Rumah di Perkebunan Karet; Sensasi Horor Hidup di Tengah Perkebunan

by - April 28, 2020


Gimana kabar kalian, Guys? Hope you all doing well. Masih dalam musim pandemi Covid-19, buat yang tidak berkepentingan, jangan ngacir-ngacir dulu, ya demi memutus mata rantai penyebaran virus.

Bosen di rumah mulu? Pastilah. Ini saya juga memasuki minggu kelima WFH, dan rasanya boring banget. Kerja, rebahan, makan, main HP, kerja lagi, rebahan lagi, wkwk. Udah kayak apaan tau. Well, tapi untuk kebaikan bersama mari kita coba bertahan. Semoga segalanya lekas membaik seperti sedia kala. Aamiin. 

By the way, untuk mengusir rasa bosan, kemarin saya order buku online di salah satu olshop. Genre buku yang saya baca nggak jauh-jauh dari genre thriller atau horor. Hmm, karena kemarin sudah baca novel terjemahan, kali ini saya mencoba novel lokal.

Judul : Rumah di Perkebunan Karet
Penulis : @Brii_story
Penerbit : The Panasdalam Publishing
Cetakan Pertama : Januari, 2020
Tebal : 301 hlm

Jadi, dari judulnya udah tau ya, Guys akan seperti apa jalan ceritanya. Kisah ini berawal ketika si tokoh utama, Heri mendapat pekerjaan baru sebagai pengawas di sebuah perkebunan karet milik pemerintah di Lampung Selatan. Dia bersama satu anak buahnya, Wahyu mendapat tempat tinggal berupa rumah di sisi perkebunan. FYI, karena letaknya di tengah hutan otomatis tidak ada aliran listrik dan hanya mengandalkan lampu petromaks. Udah kebayang kan gimana ngerinya kalo malem tiba? Wkwk.

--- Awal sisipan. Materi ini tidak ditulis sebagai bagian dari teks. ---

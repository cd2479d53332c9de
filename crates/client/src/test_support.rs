//! Simulator double and log capture shared by unit tests.

use std::fmt;
use std::sync::{Arc, Mutex};
use std::time::Duration;

use tracing::field::{Field, Visit};
use tracing::{Event, Level, Subscriber};
use tracing_subscriber::layer::{Context, Layer, SubscriberExt};

use crate::description::ActorId;
use crate::episode::{Episode, Simulator};
use crate::error::RpcError;
use crate::settings::ClientSettings;

/// How [`RecordingSimulator`] answers destroy calls.
#[derive(Debug, Clone, Copy, PartialEq, Eq)]
pub(crate) enum Behavior {
	Succeed,
	Refuse,
	TimeOut,
	Fail,
	Panic,
}

/// Records every destroy call with the timeout it was given and answers per
/// [`Behavior`].
#[derive(Debug)]
pub(crate) struct RecordingSimulator {
	behavior: Behavior,
	calls: Mutex<Vec<(ActorId, Duration)>>,
}

impl RecordingSimulator {
	pub(crate) fn new(behavior: Behavior) -> Arc<Self> {
		Arc::new(Self {
			behavior,
			calls: Mutex::new(Vec::new()),
		})
	}

	/// Episode 1 with default settings, bound to a fresh recorder.
	pub(crate) fn episode(behavior: Behavior) -> (Arc<Episode>, Arc<Self>) {
		Self::episode_with(behavior, ClientSettings::default())
	}

	/// Episode 1 with `settings`, bound to a fresh recorder.
	pub(crate) fn episode_with(behavior: Behavior, settings: ClientSettings) -> (Arc<Episode>, Arc<Self>) {
		let simulator = Self::new(behavior);
		let episode = Episode::new(1, Arc::clone(&simulator) as Arc<dyn Simulator>, settings);
		(episode, simulator)
	}

	pub(crate) fn destroy_calls(&self) -> Vec<ActorId> {
		self.calls.lock().unwrap().iter().map(|(id, _)| *id).collect()
	}

	pub(crate) fn timeouts(&self) -> Vec<Duration> {
		self.calls.lock().unwrap().iter().map(|(_, timeout)| *timeout).collect()
	}
}

impl Simulator for RecordingSimulator {
	fn destroy_actor(&self, id: ActorId, timeout: Duration) -> Result<bool, RpcError> {
		self.calls.lock().unwrap().push((id, timeout));
		match self.behavior {
			Behavior::Succeed => Ok(true),
			Behavior::Refuse => Ok(false),
			Behavior::TimeOut => Err(RpcError::Timeout {
				call: "destroy_actor",
				timeout,
			}),
			Behavior::Fail => Err(RpcError::Remote("actor state corrupted".to_string())),
			Behavior::Panic => panic!("transport invariant violated"),
		}
	}
}

/// One captured `tracing` event.
#[derive(Debug, Clone, Default)]
pub(crate) struct CapturedEvent {
	pub(crate) level: Option<Level>,
	pub(crate) message: String,
	pub(crate) actor: Option<String>,
	pub(crate) error: Option<String>,
}

#[derive(Default)]
struct EventVisitor(CapturedEvent);

impl Visit for EventVisitor {
	fn record_str(&mut self, field: &Field, value: &str) {
		match field.name() {
			"message" => self.0.message = value.to_string(),
			"actor" => self.0.actor = Some(value.to_string()),
			"error" => self.0.error = Some(value.to_string()),
			_ => {}
		}
	}

	fn record_debug(&mut self, field: &Field, value: &dyn fmt::Debug) {
		match field.name() {
			"message" => self.0.message = format!("{value:?}"),
			"actor" => self.0.actor = Some(format!("{value:?}")),
			"error" => self.0.error = Some(format!("{value:?}")),
			_ => {}
		}
	}
}

struct CaptureLayer {
	events: Arc<Mutex<Vec<CapturedEvent>>>,
}

impl<S: Subscriber> Layer<S> for CaptureLayer {
	fn on_event(&self, event: &Event<'_>, _ctx: Context<'_, S>) {
		let mut visitor = EventVisitor::default();
		event.record(&mut visitor);
		visitor.0.level = Some(*event.metadata().level());
		self.events.lock().unwrap().push(visitor.0);
	}
}

/// Runs `f` on this thread with a capturing subscriber installed.
pub(crate) fn capture_events<R>(f: impl FnOnce() -> R) -> (R, Vec<CapturedEvent>) {
	let events = Arc::new(Mutex::new(Vec::new()));
	let subscriber = tracing_subscriber::registry().with(CaptureLayer { events: Arc::clone(&events) });
	let result = tracing::subscriber::with_default(subscriber, f);
	let captured = events.lock().unwrap().clone();
	(result, captured)
}

/// Captured events at error level.
pub(crate) fn errors(events: &[CapturedEvent]) -> Vec<&CapturedEvent> {
	events.iter().filter(|e| e.level == Some(Level::ERROR)).collect()
}
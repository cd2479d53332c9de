//! Relaxed-order atomically swappable `Arc` slot.
//!
//! # Concurrency & ordering
//!
//! * [`AtomicCell::store`] and [`AtomicCell::load`] are atomic with respect to
//!   each other on the same cell: a load observes the initial value or the
//!   argument of some completed store, never a torn value.
//! * The only guarantee offered is relaxed ordering. Nothing here establishes a
//!   happens-before edge with other cells or with plain memory reachable from
//!   elsewhere; callers needing that must synchronize on top.
//! * Operations never block. Readers and writers are lock-free.
//!
//! # Ownership
//!
//! The cell shares ownership with every `Arc` handed out by `load`. Dropping
//! the cell releases only the reference it holds.
//!
//! # Moves
//!
//! There is no operation that moves the atomic storage out of a cell
//! (`into_inner`, `take`, `swap` by value). Transferring a cell by value in
//! Rust needs exclusive ownership, which the borrow checker already proves; a
//! shared `&AtomicCell` can only copy the held value out (`load`, `clone`).

use std::fmt;
use std::sync::Arc;

use arc_swap::ArcSwapOption;

/// Atomically swappable, possibly-null shared reference to a `T`.
pub struct AtomicCell<T> {
	slot: ArcSwapOption<T>,
}

impl<T> AtomicCell<T> {
	/// Creates a cell holding `value` (which may be `None`).
	pub fn new(value: Option<Arc<T>>) -> Self {
		Self {
			slot: ArcSwapOption::new(value),
		}
	}

	/// Creates a cell holding a freshly allocated `value`.
	pub fn with_value(value: T) -> Self {
		Self::new(Some(Arc::new(value)))
	}

	/// Creates a null cell.
	pub fn empty() -> Self {
		Self::new(None)
	}

	/// Replaces the held reference. The previous reference is released.
	pub fn store(&self, value: Option<Arc<T>>) {
		self.slot.store(value);
	}

	/// Returns a new owner of the held reference, or `None` if the cell is null.
	pub fn load(&self) -> Option<Arc<T>> {
		self.slot.load_full()
	}

	/// Same as [`Self::store`]; pass `None` to null the cell.
	pub fn reset(&self, value: Option<Arc<T>>) {
		self.store(value);
	}

	/// Returns true when the cell is currently null.
	pub fn is_empty(&self) -> bool {
		self.slot.load().is_none()
	}
}

impl<T> Default for AtomicCell<T> {
	fn default() -> Self {
		Self::empty()
	}
}

/// Copies the held value, never the storage: the two cells are independent
/// afterwards.
impl<T> Clone for AtomicCell<T> {
	fn clone(&self) -> Self {
		Self::new(self.load())
	}

	fn clone_from(&mut self, source: &Self) {
		self.store(source.load());
	}
}

impl<T> From<Arc<T>> for AtomicCell<T> {
	fn from(value: Arc<T>) -> Self {
		Self::new(Some(value))
	}
}

impl<T> From<Option<Arc<T>>> for AtomicCell<T> {
	fn from(value: Option<Arc<T>>) -> Self {
		Self::new(value)
	}
}

impl<T: fmt::Debug> fmt::Debug for AtomicCell<T> {
	fn fmt(&self, f: &mut fmt::Formatter<'_>) -> fmt::Result {
		f.debug_tuple("AtomicCell").field(&self.load()).finish()
	}
}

Teror demi teror dialami oleh Heri dan Wahyu sejak pertama kali mereka menginjakkan kaki di rumah itu. Mulai dari kemunculan Nenek Sapu Lidi, orang-orang berpakaian hitam yang suka muncul ketika malam menjelang, radio yang tiba-tiba berganti channel sendiri dan berbagai penampakan-penampakan mencekam lainnya.

Well, atmosfer horornya menurut saya kerasa banget, sih. Bayangin aja, ketika malam gelap tiba, kalian cuma berdua, di tengah-tengah perkebunan, jauh dari keramaian ditambah nggak ada listrik. Terus tiba-tiba diteror sama makhluk dunia lain, mau teriak juga percuma nggak akan ada yang nolongin. Apalagi setting-nya juga kayak masih jaman dulu banget, hape juga belom ada (1990 kalo nggak salah, ane beloman lahir wkwk).

Gaya penceritaannya juga ringan, mengalir. Kayak novel pop, sih jadi masih gampang banget dipahami. Namun, yang agak saya sayangkan, kejadian-kejadian teror di novel ini berulang. Misal hari ini udah diceritain tentang pocong, besoknya lagi pocongnya masih diceritain juga. Jadi, untuk buku setebal ini isinya kurang lebih ya, gitu-gitu aja.

Namun, saya salut sama penulisnya karena kayaknya doi sabar banget mengungkap asal muasal teror di rumah itu (juga perkebunan di sekitarnya). Buku ini, kalo dibaca malem-malem sendirian di kamar lumayan bikin bulu kuduk kalian merinding nih, gaes, wkwk. Untuk rate, saya sih kasih bintang 4.3 atas keberhasilannya menghadirkan suasana mencekam di novel ini.

Penasaran, Guys gimana sepak terjang Heri dan Wahyu menghadapi teror-teror mencekam di rumah di perkebunan karet? Segera cek di toko buku online kesayangan kamu, ya!